GERST 1210 EXPLORING GERMAN CONTEXTS I 4 credits.
Intended for students with no prior experience in German or with an LPG score below 37 or an SAT II score below 370.
Lectures: T 11:15-12:05 or 12:20-1:10, G. Lischke, Coordinator
Section 1 MWRF 10:10-11:00, G. Lischke
Section 2 MWRF 11:15-12:05
Section 3 MWRF 12:20-1:10,
Section 4 MWRF 1:25-2:15,
Students develop basic abilities in listening, reading, writing and speaking German in meaningful contexts through interaction in small group activities. Course material including videos, short articles, poems, and songs provide students with varied perspectives on German language, culture and society.

GERST 1220 EXPLORING GERMAN CONTEXTS II 4 credits.
Prerequisite: German 121 or an LPG score of 37-44 or an SAT II score of 370-450.
Lecture: R 11:15-12:05 or 12:20-1:10, G. Matthias, Coordinator
Section 1 MTWF 10:10-11:00, G. Matthias
Section 2 MTWF 12:20-1:10,
Students build on their basic knowledge of German by engaging in intensive and more sustained interaction in the language. Students learn more advanced language structures allowing them to express more complex ideas in German. Discussions, videos and group activities address topics of relevance to the contemporary German-speaking world .

GERST 1230 EXPANDING THE GERMAN DOSSIER 4 credits.
Limited to students who have previously studied German and have an LPG score of 45-55 or an SAT II score of 460-580.
Section 1 MTWF 10:10-11:00,
Section 2 MTWF 11:15-12:05, G. Matthias
Students continue to develop their language skills by discussing a variety of cultural topics and themes in the German-speaking world. The focus of the course is on expanding vocabulary, reviewing major grammar topics, developing effective reading strategies, improving listening comprehension, and working on writing skills. Work in small groups increases each student's opportunity to speak in German and provides for greater feedback and individual help.

GERST 2000 GERMANY: INTERCULTURAL CONTEXT 3 credits. (CA)
Prerequisite: GERST 1230, LPG scores of 56-64, or SAT II score of 590-680 or placement by examination. Satisfies Option 1.
Section 1, MWF 10:10-11:00,
Section 2 MWF 11:15-12:05,
A content-based language course on the intermediate level. Students examine important aspects of present-day German culture while expanding and strengthening their reading, writing and speaking skills in German. Materials for each topic are selected from a variety of sources (fiction, newspapers, magazines, and the Internet). Units address a variety of topics including studying at a German university, modern literature, Germany online, and Germany at the turn of the century. Oral and written work, individual and group presentations emphasize accurate and idiomatic expression in German. Successful completion of the course enables students to continue with more advanced courses in language, literature and culture.

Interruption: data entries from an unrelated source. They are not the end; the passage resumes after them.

//! Guarded fetch
//!
//! [`FetchGuard::fetch`] sends one request with a bounded retry loop and
//! classifies the outcome into exactly one terminal path:
//!
//! - 2xx: the decoded body (JSON or text)
//! - 401/403: notify, hand the return path to the [`UnauthorizedHandler`],
//!   fail with [`FetchError::Unauthorized`]
//! - other non-2xx: notify the best-effort server message, fail with
//!   [`FetchError::Http`]
//! - no response at all: notify `Network error`, fail with
//!   [`FetchError::Network`]
//!
//! Only idempotent methods are retried, and only on transport failures or
//! the statuses in [`RetryPolicy::retry_statuses`].

use crate::error::{FetchError, Result};
use crate::notify::{Notification, Notifier, UnauthorizedHandler};
use reqwest::{Client, Method, Request, Response, StatusCode, header};
use serde_json::Value;
use std::sync::Arc;
use std::time::Duration;
use teaim_core::REQUEST_ID_HEADER;
use tracing::{debug, warn};

/// Longest server text echoed back to the user
const MAX_TEXT_MESSAGE_CHARS: usize = 200;

/// Retry settings
#[derive(Debug, Clone, PartialEq, Eq)]
pub struct RetryPolicy {
    /// Total attempts for idempotent methods
    pub max_attempts: u32,

    /// Delay before the second attempt; doubles for each one after
    pub base_delay: Duration,

    /// Response statuses worth another attempt
    pub retry_statuses: Vec<u16>,

    /// Methods that may be sent more than once
    pub idempotent_methods: Vec<Method>,
}

impl Default for RetryPolicy {
    fn default() -> Self {
        Self {
            max_attempts: 3,
            base_delay: Duration::from_millis(250),
            retry_statuses: vec![429, 502, 503, 504],
            idempotent_methods: vec![Method::GET, Method::HEAD],
        }
    }
}

impl RetryPolicy {
    pub fn is_idempotent(&self, method: &Method) -> bool {
        self.idempotent_methods.contains(method)
    }

    pub fn should_retry_status(&self, status: StatusCode) -> bool {
        self.retry_statuses.contains(&status.as_u16())
    }

    /// Attempts allowed for a method
    pub fn attempts_for(&self, method: &Method) -> u32 {
        if self.is_idempotent(method) {
            self.max_attempts.max(1)
        } else {
            1
        }
    }

    /// Sleep after `attempt` (1-based) fails: `base * 2^(attempt-1)`
    pub fn backoff(&self, attempt: u32) -> Duration {
        let exponent = attempt.saturating_sub(1).min(16);
        self.base_delay.saturating_mul(1u32 << exponent)
    }
}

/// Successful response body
#[derive(Debug, Clone, PartialEq)]
pub enum GuardedBody {
    Json(Value),
    Text(String),
}

impl GuardedBody {
    pub fn as_json(&self) -> Option<&Value> {
        match self {
            GuardedBody::Json(v) => Some(v),
            GuardedBody::Text(_) => None,
        }
    }

    pub fn as_text(&self) -> Option<&str> {
        match self {
            GuardedBody::Text(s) => Some(s),
            GuardedBody::Json(_) => None,
        }
    }
}

/// HTTP client wrapper with retries and user-facing failure reporting
#[derive(Clone)]
pub struct FetchGuard {
    client: Client,
    notifier: Arc<dyn Notifier>,
    unauthorized: Arc<dyn UnauthorizedHandler>,
    policy: RetryPolicy,
}

impl FetchGuard {
    pub fn new(
        client: Client,
        notifier: Arc<dyn Notifier>,
        unauthorized: Arc<dyn UnauthorizedHandler>,
    ) -> Self {
        Self {
            client,
            notifier,
            unauthorized,
            policy: RetryPolicy::default(),
        }
    }

    /// Replace the retry policy
    pub fn with_policy(mut self, policy: RetryPolicy) -> Self {
        self.policy = policy;
        self
    }

    pub fn policy(&self) -> &RetryPolicy {
        &self.policy
    }

    pub fn client(&self) -> &Client {
        &self.client
    }

    /// Send `request` and classify the result
    pub async fn fetch(&self, request: Request) -> Result<GuardedBody> {
        let method = request.method().clone();
        let idempotent = self.policy.is_idempotent(&method);
        let return_to = return_path(&request);
        let outgoing_request_id = request
            .headers()
            .get(REQUEST_ID_HEADER)
            .and_then(|v| v.to_str().ok())
            .map(str::to_string);

        // Streaming bodies cannot be replayed
        let attempts = if request.try_clone().is_some() {
            self.policy.attempts_for(&method)
        } else {
            1
        };

        let mut pending = Some(request);
        let mut response: Option<Response> = None;
        let mut network_error: Option<reqwest::Error> = None;

        for attempt in 1..=attempts {
            let is_last = attempt == attempts;
            let next = if is_last {
                pending.take()
            } else {
                pending.as_ref().and_then(Request::try_clone)
            };
            let Some(req) = next else {
                break;
            };

            match self.client.execute(req).await {
                Ok(resp) => {
                    let status = resp.status();
                    if !is_last && self.policy.should_retry_status(status) {
                        let delay = self.policy.backoff(attempt);
                        warn!(
                            %method,
                            status = status.as_u16(),
                            attempt,
                            attempts,
                            delay_ms = delay.as_millis() as u64,
                            "Retryable status, backing off"
                        );
                        tokio::time::sleep(delay).await;
                        continue;
                    }
                    response = Some(resp);
                    break;
                }
                Err(err) => {
                    if !idempotent {
                        debug!(%method, error = %err, "Network error on non-idempotent request");
                        network_error = Some(err);
                        break;
                    }
                    warn!(%method, error = %err, attempt, attempts, "Network error");
                    network_error = Some(err);
                    if !is_last {
                        tokio::time::sleep(self.policy.backoff(attempt)).await;
                    }
                }
            }
        }

        let Some(response) = response else {
            return Err(match network_error {
                Some(source) => {
                    self.notifier.notify(
                        Notification::error("Network error")
                            .with_request_id(outgoing_request_id.clone()),
                    );
                    FetchError::Network {
                        source,
                        request_id: outgoing_request_id,
                    }
                }
                None => FetchError::Config("request could not be sent".to_string()),
            });
        };

        let status = response.status();

        if status.is_success() {
            return read_success(response).await;
        }

        if status == StatusCode::UNAUTHORIZED || status == StatusCode::FORBIDDEN {
            warn!(status = status.as_u16(), return_to = %return_to, "Unauthorized response");
            self.notifier
                .notify(Notification::warning("Your session has expired. Please sign in again."));
            self.unauthorized.on_unauthorized(&return_to);
            return Err(FetchError::Unauthorized {
                status: status.as_u16(),
            });
        }

        let request_id = response
            .headers()
            .get(REQUEST_ID_HEADER)
            .and_then(|v| v.to_str().ok())
            .map(str::to_string);
        let message = error_message(response).await;

        debug!(status = status.as_u16(), message = %message, "Request failed");
        self.notifier
            .notify(Notification::error(message.clone()).with_request_id(request_id.clone()));

        Err(FetchError::Http {
            status: status.as_u16(),
            message,
            request_id,
        })
    }
}

/// Path and query of the request, for the post-sign-in redirect
fn return_path(request: &Request) -> String {
    let url = request.url();
    match url.query() {
        Some(query) => format!("{}?{}", url.path(), query),
        None => url.path().to_string(),
    }
}

fn is_json(response: &Response) -> bool {
    response
        .headers()
        .get(header::CONTENT_TYPE)
        .and_then(|v| v.to_str().ok())
        .is_some_and(|ct| ct.to_ascii_lowercase().contains("application/json"))
}

async fn read_success(response: Response) -> Result<GuardedBody> {
    if is_json(&response) {
        response
            .json::<Value>()
            .await
            .map(GuardedBody::Json)
            .map_err(FetchError::Decode)
    } else {
        response
            .text()
            .await
            .map(GuardedBody::Text)
            .map_err(FetchError::Decode)
    }
}

/// Best-effort message: JSON `error` field, else leading text, else `HTTP <status>`
async fn error_message(response: Response) -> String {
    let fallback = format!("HTTP {}", response.status().as_u16());
    let json = is_json(&response);

    let Ok(text) = response.text().await else {
        return fallback;
    };

    if json {
        return serde_json::from_str::<Value>(&text)
            .ok()
            .and_then(|v| match v.get("error") {
                Some(Value::String(s)) if !s.is_empty() => Some(s.clone()),
                _ => None,
            })
            .unwrap_or(fallback);
    }

    let snippet: String = text.chars().take(MAX_TEXT_MESSAGE_CHARS).collect();
    if snippet.trim().is_empty() {
        fallback
    } else {
        snippet
    }
}
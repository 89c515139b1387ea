//! Injected collaborators for user-facing failure reporting
//!
//! The fetch guard never owns a global sink. Callers hand it a [`Notifier`]
//! for user-visible messages and an [`UnauthorizedHandler`] for the sign-in
//! redirect.

use serde::Serialize;
use std::fmt;
use tokio::sync::mpsc::UnboundedSender;
use tracing::{error, info, warn};

#[derive(Debug, Clone, Copy, PartialEq, Eq, Serialize)]
#[serde(rename_all = "lowercase")]
pub enum NotificationLevel {
    Info,
    Warning,
    Error,
}

/// A user-visible message
#[derive(Debug, Clone, PartialEq, Eq, Serialize)]
#[serde(rename_all = "camelCase")]
pub struct Notification {
    pub level: NotificationLevel,
    pub message: String,
    #[serde(skip_serializing_if = "Option::is_none")]
    pub request_id: Option<String>,
}

impl Notification {
    pub fn new(level: NotificationLevel, message: impl Into<String>) -> Self {
        Self {
            level,
            message: message.into(),
            request_id: None,
        }
    }

    pub fn error(message: impl Into<String>) -> Self {
        Self::new(NotificationLevel::Error, message)
    }

    pub fn warning(message: impl Into<String>) -> Self {
        Self::new(NotificationLevel::Warning, message)
    }

    /// Attach the request id, when there is one
    pub fn with_request_id(mut self, request_id: Option<String>) -> Self {
        self.request_id = request_id;
        self
    }
}

impl fmt::Display for Notification {
    fn fmt(&self, f: &mut fmt::Formatter<'_>) -> fmt::Result {
        match &self.request_id {
            Some(id) => write!(f, "{} (request id: {})", self.message, id),
            None => f.write_str(&self.message),
        }
    }
}

/// Sink for user-visible messages
pub trait Notifier: Send + Sync {
    fn notify(&self, notification: Notification);
}

impl<F> Notifier for F
where
    F: Fn(Notification) + Send + Sync,
{
    fn notify(&self, notification: Notification) {
        self(notification)
    }
}

/// Publish notifications on a channel; a closed receiver drops them
impl Notifier for UnboundedSender<Notification> {
    fn notify(&self, notification: Notification) {
        let _ = self.send(notification);
    }
}

/// Notifier that writes to the log
#[derive(Debug, Clone, Copy, Default)]
pub struct TracingNotifier;

impl Notifier for TracingNotifier {
    fn notify(&self, notification: Notification) {
        let request_id = notification.request_id.as_deref().unwrap_or("-");
        match notification.level {
            NotificationLevel::Info => info!(request_id, "{}", notification.message),
            NotificationLevel::Warning => warn!(request_id, "{}", notification.message),
            NotificationLevel::Error => error!(request_id, "{}", notification.message),
        }
    }
}

/// Side effect run on 401/403, given the path and query to return to after
/// signing in
pub trait UnauthorizedHandler: Send + Sync {
    fn on_unauthorized(&self, return_to: &str);
}

impl<F> UnauthorizedHandler for F
where
    F: Fn(&str) + Send + Sync,
{
    fn on_unauthorized(&self, return_to: &str) {
        self(return_to)
    }
}

/// Handler that only logs; for headless callers with nowhere to redirect
#[derive(Debug, Clone, Copy, Default)]
pub struct LoggingUnauthorizedHandler;

impl UnauthorizedHandler for LoggingUnauthorizedHandler {
    fn on_unauthorized(&self, return_to: &str) {
        warn!(return_to, "Sign-in required");
    }
}
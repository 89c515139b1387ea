//! TEAIM PII Detection and Redaction
//!
//! This crate scrubs personally identifiable information from free text:
//! - Email, SSN, phone, date of birth, credit card, routing number,
//!   passport, driver's license and street address detection
//! - Strict (token replacement) and mask (partial reveal) modes
//! - A per-call summary of what was found
//!
//! Detectors run as an ordered pipeline. Each stage sees the output of the
//! stage before it, so earlier categories win overlapping spans.

pub mod detector;
pub mod redactor;

pub use detector::{PIIType, PatternDetector, RegexPIIDetector};
pub use redactor::{
    MASK_GLYPH, PIIRedactor, PiiPolicy, PiiSummary, RedactionMode, RedactionOutcome,
    StandardRedactor, mask,
};

use once_cell::sync::Lazy;
use thiserror::Error;

/// Errors raised while building detectors
#[derive(Debug, Error)]
pub enum PiiError {
    /// A detector pattern failed to compile
    #[error("Invalid pattern for {pii_type:?}: {source}")]
    InvalidPattern {
        pii_type: PIIType,
        #[source]
        source: regex::Error,
    },
}

static DEFAULT_REDACTOR: Lazy<StandardRedactor> = Lazy::new(|| {
    StandardRedactor::new().expect("built-in PII patterns are valid regular expressions")
});

/// Redact `text` with the process-wide redactor built from the built-in patterns
pub fn redact(text: &str, policy: &PiiPolicy) -> RedactionOutcome {
    DEFAULT_REDACTOR.redact(text, policy)
}
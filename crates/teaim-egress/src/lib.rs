//! TEAIM Egress
//!
//! This crate provides the outbound side of TEAIM clients:
//! - A guarded fetch that retries idempotent calls and classifies failures
//! - Injected notification and unauthorized-handling seams
//! - A backoff-aware poller for live-updating views

pub mod client;
pub mod error;
pub mod fetch_guard;
pub mod notify;
pub mod poller;

pub use client::{HttpClientConfig, create_client};
pub use error::{FetchError, Result};
pub use fetch_guard::{FetchGuard, GuardedBody, RetryPolicy};
pub use notify::{
    LoggingUnauthorizedHandler, Notification, NotificationLevel, Notifier, TracingNotifier,
    UnauthorizedHandler,
};
pub use poller::{Backoff, PollSchedule, PollState, PollerConfig, PollerHandle, SmartPoller};
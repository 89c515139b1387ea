//! TEAIM Core Types
//!
//! This crate provides the types shared by every TEAIM crate:
//! - Core error type and `Result` alias
//! - Request identifiers propagated through `x-request-id`

pub mod error;
pub mod request_id;

pub use error::{Error, Result};
pub use request_id::{REQUEST_ID_HEADER, RequestId};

GERST 2040 WORKING WITH TEXTS 3 credits. (CA)
Prerequisite: GERST 2000, or placement by examination (placement score and CASE). Satisfies Option 1.

MWF 12:20-1:10, D. McBride
Emphasis on improving oral and written expression of idiomatic German. Enrichment of vocabulary and appropriate use of language in different conversational contexts and written genres. Material consists of readings in contemporary prose, articles on current events, videos and group projects. Topics include: awareness of culture, dependence of meaning on perspective, German news broadcasts, reading German newspapers on the Internet.

GERST 2060 GERMAN IN BUSINESS CULTURE 3 credits.
Taught in German. Prerequisites: GERST 2000, or placement by examination. Students without previous knowledge of Business German are welcome. Satisfies Option 1.

MWF 1:25-2:15, G. Lischke
Learn German and understand German business culture at the same time. This is a German language course that examines the German economic structure and its major components: industry, trade unions, the banking system, and the government. Participants will learn about the business culture in Germany and how to be effective in a work environment, Germany's role within the European Union, the role of the Bundesbank, the importance of trade and globalization, and current economic issues in Germany. The materials consist of authentic documents from the German business world, TV footage, and a Business German textbook. At the end of the course, the external Goethe Institut exam "Deutsch für den Beruf" will be offered.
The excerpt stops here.